秋の冷えた風が窓から入り込んで、私の頬を撫でる。もう、冬がそこまで来ている。

「そもそも、私しか解けていないのにカンニングな訳ないでしょう」

「いや、もしかしたら職員室に忍び込んで解答を……何だよ」

「いえ、現実主義の先生らしくないなと思って」

 緩んだ口元をそのままに答えると、先生が口を尖らせる。比喩ではなく、本当に。

「悪かったな、子供っぽくて」

「そんな先生も好きですよ」

 目を合わせてくれない横顔に言う。きっと先生は、いつまでも本気にしてくれない。

 それだけ月日が経っても、どれだけ私が歳をとっても、先生が死んで、私が先生の年齢に追いついても、生まれ変わっても、私と先生は、永遠に、どうしようもく、生徒と先生だから。

「もうそろそろ下校時刻だろ」

「下校時刻まで付き合わせた教師は何処の誰ですか」

「此処の俺だよ」

「全くもってその通りです」

 立ち上がり、鞄を肩にかけて、ドアへ向かって歩く。後ろから先生の足音がする。

「送ってくれるんですか?」

「校門までな」

「ケチ。この前は家まで送ってくれたのに」

「それはそれ」

「これはこれ」

「そうそう」

 教室に鍵をかけながら語尾を弾ませて答える。先生は、私と二人きりだとよく喋る。先生曰く、私は存在する感じがしないらしい。生気が感じられない、ということだろうか。私としては、先生の隣にいる時が一番生きている実感がしているのに。

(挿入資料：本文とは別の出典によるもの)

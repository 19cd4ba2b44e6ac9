//! Session-scoped values: relay credentials, the issued certificate bundle,
//! and the lifecycle state of one gateway session.
//!
//! A [`GatewaySession`] is assembled once every field is known and is never
//! mutated afterwards. The running session owns it; lifecycle tasks take
//! copies of the few fields they need.

use crate::api::{ExchangeCertResponse, RegisterIdentityResponse};
use std::fmt;
use std::net::{IpAddr, SocketAddr};

/// Credentials for the TURN relay, as issued at registration.
#[derive(Clone, PartialEq, Eq)]
pub struct RelayCredentials {
    /// `host:port` of the relay server.
    pub server_address: String,
    pub username: String,
    pub password: String,
    pub realm: String,
}

impl fmt::Debug for RelayCredentials {
    fn fmt(&self, f: &mut fmt::Formatter<'_>) -> fmt::Result {
        f.debug_struct("RelayCredentials")
            .field("server_address", &self.server_address)
            .field("username", &self.username)
            .field("realm", &self.realm)
            .finish_non_exhaustive()
    }
}

/// Everything learned from `RegisterGatewayIdentity`.
#[derive(Debug, Clone, PartialEq, Eq)]
pub struct RelayRegistration {
    pub credentials: RelayCredentials,
    /// Peer address whose relay permission is kept alive, port `0` = any port.
    pub static_egress: Option<String>,
}

impl From<RegisterIdentityResponse> for RelayRegistration {
    fn from(resp: RegisterIdentityResponse) -> Self {
        Self {
            static_egress: resp
                .static_egress_address
                .as_deref()
                .and_then(normalize_egress_address),
            credentials: RelayCredentials {
                server_address: resp.turn_server_address,
                username: resp.turn_server_username,
                password: resp.turn_server_password,
                realm: resp.turn_server_realm,
            },
        }
    }
}

/// Normalize a static egress address for use as a permission target.
///
/// Empty input yields `None`. An address without an explicit port gets port
/// `0`, meaning any port.
pub fn normalize_egress_address(raw: &str) -> Option<String> {
    let raw = raw.trim();
    if raw.is_empty() {
        return None;
    }
    if raw.parse::<SocketAddr>().is_ok() {
        return Some(raw.to_string());
    }
    let bare = raw.trim_start_matches('[').trim_end_matches(']');
    if let Ok(ip) = bare.parse::<IpAddr>() {
        return Some(SocketAddr::new(ip, 0).to_string());
    }
    if raw.contains(':') {
        Some(raw.to_string())
    } else {
        Some(format!("{raw}:0"))
    }
}

/// Ephemeral mTLS identity issued for one session. All fields PEM.
#[derive(Clone, PartialEq, Eq)]
pub struct CertificateBundle {
    pub serial_number: String,
    pub private_key: String,
    pub certificate: String,
    pub certificate_chain: String,
}

impl fmt::Debug for CertificateBundle {
    fn fmt(&self, f: &mut fmt::Formatter<'_>) -> fmt::Result {
        f.debug_struct("CertificateBundle")
            .field("serial_number", &self.serial_number)
            .finish_non_exhaustive()
    }
}

impl From<ExchangeCertResponse> for CertificateBundle {
    fn from(resp: ExchangeCertResponse) -> Self {
        Self {
            serial_number: resp.serial_number,
            private_key: resp.private_key,
            certificate: resp.certificate,
            certificate_chain: resp.certificate_chain,
        }
    }
}

/// Immutable configuration of one running session.
#[derive(Debug, Clone)]
pub struct GatewaySession {
    registration: RelayRegistration,
    relay_address: SocketAddr,
    certificate: CertificateBundle,
}

impl GatewaySession {
    pub fn new(
        registration: RelayRegistration,
        relay_address: SocketAddr,
        certificate: CertificateBundle,
    ) -> Self {
        Self {
            registration,
            relay_address,
            certificate,
        }
    }

    pub fn credentials(&self) -> &RelayCredentials {
        &self.registration.credentials
    }

    pub fn static_egress(&self) -> Option<&str> {
        self.registration.static_egress.as_deref()
    }

    /// Public endpoint allocated on the relay.
    pub fn relay_address(&self) -> SocketAddr {
        self.relay_address
    }

    pub fn certificate(&self) -> &CertificateBundle {
        &self.certificate
    }
}

/// Lifecycle of one gateway session.
#[derive(Debug, Clone, Copy, PartialEq, Eq)]
pub enum SessionState {
    Unregistered,
    Registering,
    Allocating,
    ExchangingCertificate,
    Listening,
    Draining,
    Closed,
}

impl SessionState {
    /// Whether moving from `self` to `next` is a legal transition.
    pub fn can_transition_to(self, next: SessionState) -> bool {
        use SessionState::*;
        if next == Closed {
            return self != Closed;
        }
        matches!(
            (self, next),
            (Unregistered, Registering)
                | (Registering, Allocating)
                | (Allocating, ExchangingCertificate)
                | (ExchangingCertificate, Listening)
                | (Listening, Draining)
        )
    }
}

impl fmt::Display for SessionState {
    fn fmt(&self, f: &mut fmt::Formatter<'_>) -> fmt::Result {
        let name = match self {
            SessionState::Unregistered => "unregistered",
            SessionState::Registering => "registering",
            SessionState::Allocating => "allocating",
            SessionState::ExchangingCertificate => "exchanging-certificate",
            SessionState::Listening => "listening",
            SessionState::Draining => "draining",
            SessionState::Closed => "closed",
        };
        f.write_str(name)
    }
}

 夕日が差し込んで橙色に染まった廊下を、先生の半歩後ろを維持しながら歩く。先生の白いシャツまで夕日に染まって、なんだかレトロな雰囲気の写真が撮れそう、とは言わずに心の中にしまっておく。先生は、写真を撮られるのが嫌いだから。

 先生は私の方を振り返ることなく無言のまま、角を曲がって階段を下りる。

 今、ここで。先生が階段を降り切ってから、先生に向かって階段の上から飛び降り――いや、つまずいて可愛らしい悲鳴を上げながら階段から落ちてしまい、偶然先生の腕の中におさまって、良い雰囲気になったら。吐息がかかる程の距離に、私と先生の顔があったら。

そんなこと、ある筈が無いのだけれど。でも、ある筈のないことを望んでしまうのって、人間としての習性だと思う。あり得ることは、望まなくても勝手に起こる。

「おい」

 階段の上から降りてこない私にようやく気が付いたのか、先生が立ち止まり、振り返る。

「どうした?」

 どう、と言われても。

 何て答えようか迷って、視線を足元に落として、無言のまま階段を下りて、先生の前に立つ。そうして、顔を上げて、口角を上げて、何時もの顔で

「なんでもないですよ」

 と答える。

 先生は、そうか、と短く返事をして、再び歩きはじめる。

 先生の耳が赤く染まっているのは、夕日の所為なのか、そうじゃないのか。

そういうところも、好きなんだけれど。